*** Opening of INPUT FOR THIS TASK ***

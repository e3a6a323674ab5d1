//! Cost/ROI analysis model tests.

use apifee_core::assumptions::AssumptionInputs;
use apifee_core::config::{CalcConfig, CostItem};
use apifee_core::cost_model::analyze;
use apifee_core::projection::{project, total_annual_revenue};

fn assert_close(actual: f64, expected: f64, what: &str) {
    assert!(
        (actual - expected).abs() < 1e-9,
        "{what}: got {actual}, expected {expected}"
    );
}

#[test]
fn cost_table_totals_match_reference_data() {
    let config = CalcConfig::default_nz();
    let analysis = analyze(
        &config.implementation_costs,
        &config.ongoing_costs,
        0.0,
        config.profit_benchmark_millions,
    );

    assert_eq!(analysis.total_initial_low, 21.0);
    assert_eq!(analysis.total_initial_high, 63.0);
    assert_eq!(analysis.total_ongoing_low, 2.0);
    assert_eq!(analysis.total_ongoing_high, 8.0);
}

/// Hand-computed metrics for the default assumption set: aggregate revenue
/// NZ$50,268,000 against the reference cost tables.
#[test]
fn default_scenario_metrics_match_hand_computation() {
    let config = CalcConfig::default_nz();
    let results = project(&config.banks, &config.fees, &AssumptionInputs::default());
    let revenue = total_annual_revenue(&results);

    let analysis = analyze(
        &config.implementation_costs,
        &config.ongoing_costs,
        revenue,
        config.profit_benchmark_millions,
    );

    assert_close(analysis.revenue_millions, 50.268, "revenue in millions");
    assert_close(analysis.net_annual_revenue_low, 48.268, "net annual, low");
    assert_close(analysis.net_annual_revenue_high, 42.268, "net annual, high");

    // round1(21 / 48.268) and round1(63 / 42.268)
    assert_eq!(analysis.years_to_break_even_low, 0.4);
    assert_eq!(analysis.years_to_break_even_high, 1.5);

    // round(net / initial * 100)
    assert_eq!(analysis.roi_low, 230.0);
    assert_eq!(analysis.roi_high, 67.0);

    // round(initial / 6400 * 1000) / 10
    assert_eq!(analysis.cost_pct_of_profit_low, 0.3);
    assert_eq!(analysis.cost_pct_of_profit_high, 1.0);
}

/// Zero revenue with no ongoing costs: net is zero and break-even is
/// infinite, never a panic.
#[test]
fn zero_net_revenue_yields_infinite_break_even() {
    let config = CalcConfig::default_nz();
    let analysis = analyze(
        &config.implementation_costs,
        &[],
        0.0,
        config.profit_benchmark_millions,
    );

    assert!(analysis.years_to_break_even_low.is_infinite());
    assert!(analysis.years_to_break_even_low > 0.0);
    assert!(analysis.years_to_break_even_high.is_infinite());
}

/// Revenue below ongoing costs: the model surfaces a negative break-even
/// for the display layer to interpret.
#[test]
fn net_loss_yields_negative_break_even() {
    let config = CalcConfig::default_nz();
    let analysis = analyze(
        &config.implementation_costs,
        &config.ongoing_costs,
        0.0,
        config.profit_benchmark_millions,
    );

    assert_close(analysis.net_annual_revenue_low, -2.0, "net annual, low");
    assert_close(analysis.net_annual_revenue_high, -8.0, "net annual, high");
    assert!(analysis.years_to_break_even_low < 0.0);
    assert!(analysis.years_to_break_even_high < 0.0);
    assert_eq!(analysis.years_to_break_even_low, -10.5);
    // round1(63 / -8) = -7.9
    assert_eq!(analysis.years_to_break_even_high, -7.9);
}

#[test]
fn roi_follows_net_over_initial() {
    let implementation = vec![CostItem {
        category: "Build".into(),
        low_estimate: 10.0,
        high_estimate: 20.0,
        description: String::new(),
    }];
    let ongoing = vec![CostItem {
        category: "Run".into(),
        low_estimate: 5.0,
        high_estimate: 5.0,
        description: String::new(),
    }];

    // 30M revenue: net 25 at both bounds.
    let analysis = analyze(&implementation, &ongoing, 30_000_000.0, 1_000.0);

    assert_eq!(analysis.roi_low, 250.0); // 25 / 10 * 100
    assert_eq!(analysis.roi_high, 125.0); // 25 / 20 * 100
    assert_eq!(analysis.years_to_break_even_low, 0.4);
    assert_eq!(analysis.years_to_break_even_high, 0.8);
    assert_eq!(analysis.cost_pct_of_profit_low, 1.0);
    assert_eq!(analysis.cost_pct_of_profit_high, 2.0);
}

*** Close of INPUT FOR THIS TASK ***

▶ WHAT THE EXERCISE ASKS: Print the material word for word, with nothing left out.

▶ RESULT FOR THIS EXERCISE:
repository e3a6a323674ab5d1
//! Cost/ROI analysis model tests.

use apifee_core::assumptions::AssumptionInputs;
use apifee_core::config::{CalcConfig, CostItem};
use apifee_core::cost_model::analyze;
use apifee_core::projection::{project, total_annual_revenue};

fn assert_close(actual: f64, expected: f64, what: &str) {
    assert!(
        (actual - expected).abs() < 1e-9,
        "{what}: got {actual}, expected {expected}"
    );
}

#[test]
fn cost_table_totals_match_reference_data() {
    let config = CalcConfig::default_nz();
    let analysis = analyze(
        &config.implementation_costs,
        &config.ongoing_costs,
        0.0,
        config.profit_benchmark_millions,
    );

    assert_eq!(analysis.total_initial_low, 21.0);
    assert_eq!(analysis.total_initial_high, 63.0);
    assert_eq!(analysis.total_ongoing_low, 2.0);
    assert_eq!(analysis.total_ongoing_high, 8.0);
}

/// Hand-computed metrics for the default assumption set: aggregate revenue
/// NZ$50,268,000 against the reference cost tables.
#[test]
fn default_scenario_metrics_match_hand_computation() {
    let config = CalcConfig::default_nz();
    let results = project(&config.banks, &config.fees, &AssumptionInputs::default());
    let revenue = total_annual_revenue(&results);

    let analysis = analyze(
        &config.implementation_costs,
        &config.ongoing_costs,
        revenue,
        config.profit_benchmark_millions,
    );

    assert_close(analysis.revenue_millions, 50.268, "revenue in millions");
    assert_close(analysis.net_annual_revenue_low, 48.268, "net annual, low");
    assert_close(analysis.net_annual_revenue_high, 42.268, "net annual, high");

    // round1(21 / 48.268) and round1(63 / 42.268)
    assert_eq!(analysis.years_to_break_even_low, 0.4);
    assert_eq!(analysis.years_to_break_even_high, 1.5);

    // round(net / initial * 100)
    assert_eq!(analysis.roi_low, 230.0);
    assert_eq!(analysis.roi_high, 67.0);

    // round(initial / 6400 * 1000) / 10
    assert_eq!(analysis.cost_pct_of_profit_low, 0.3);
    assert_eq!(analysis.cost_pct_of_profit_high, 1.0);
}

/// Zero revenue with no ongoing costs: net is zero and break-even is
/// infinite, never a panic.
#[test]
fn zero_net_revenue_yields_infinite_break_even() {
    let config = CalcConfig::default_nz();
    let analysis = analyze(
        &config.implementation_costs,
        &[],
        0.0,
        config.profit_benchmark_millions,
    );

    assert!(analysis.years_to_break_even_low.is_infinite());
    assert!(analysis.years_to_break_even_low > 0.0);
    assert!(analysis.years_to_break_even_high.is_infinite());
}

/// Revenue below ongoing costs: the model surfaces a negative break-even
/// for the display layer to interpret.
#[test]
fn net_loss_yields_negative_break_even() {
    let config = CalcConfig::default_nz();
    let analysis = analyze(
        &config.implementation_costs,
        &config.ongoing_costs,
        0.0,
        config.profit_benchmark_millions,
    );

    assert_close(analysis.net_annual_revenue_low, -2.0, "net annual, low");
    assert_close(analysis.net_annual_revenue_high, -8.0, "net annual, high");
    assert!(analysis.years_to_break_even_low < 0.0);
    assert!(analysis.years_to_break_even_high < 0.0);
    assert_eq!(analysis.years_to_break_even_low, -10.5);
    // round1(63 / -8) = -7.9
    assert_eq!(analysis.years_to_break_even_high, -7.9);
}

#[test]
fn roi_follows_net_over_initial() {
    let implementation = vec![CostItem {
        category: "Build".into(),
        low_estimate: 10.0,
        high_estimate: 20.0,
        description: String::new(),
    }];
    let ongoing = vec![CostItem {
        category: "Run".into(),
        low_estimate: 5.0,
        high_estimate: 5.0,
        description: String::new(),
    }];

    // 30M revenue: net 25 at both bounds.
    let analysis = analyze(&implementation, &ongoing, 30_000_000.0, 1_000.0);

    assert_eq!(analysis.roi_low, 250.0); // 25 / 10 * 100
    assert_eq!(analysis.roi_high, 125.0); // 25 / 20 * 100
    assert_eq!(analysis.years_to_break_even_low, 0.4);
    assert_eq!(analysis.years_to_break_even_high, 0.8);
    assert_eq!(analysis.cost_pct_of_profit_low, 1.0);
    assert_eq!(analysis.cost_pct_of_profit_high, 2.0);
}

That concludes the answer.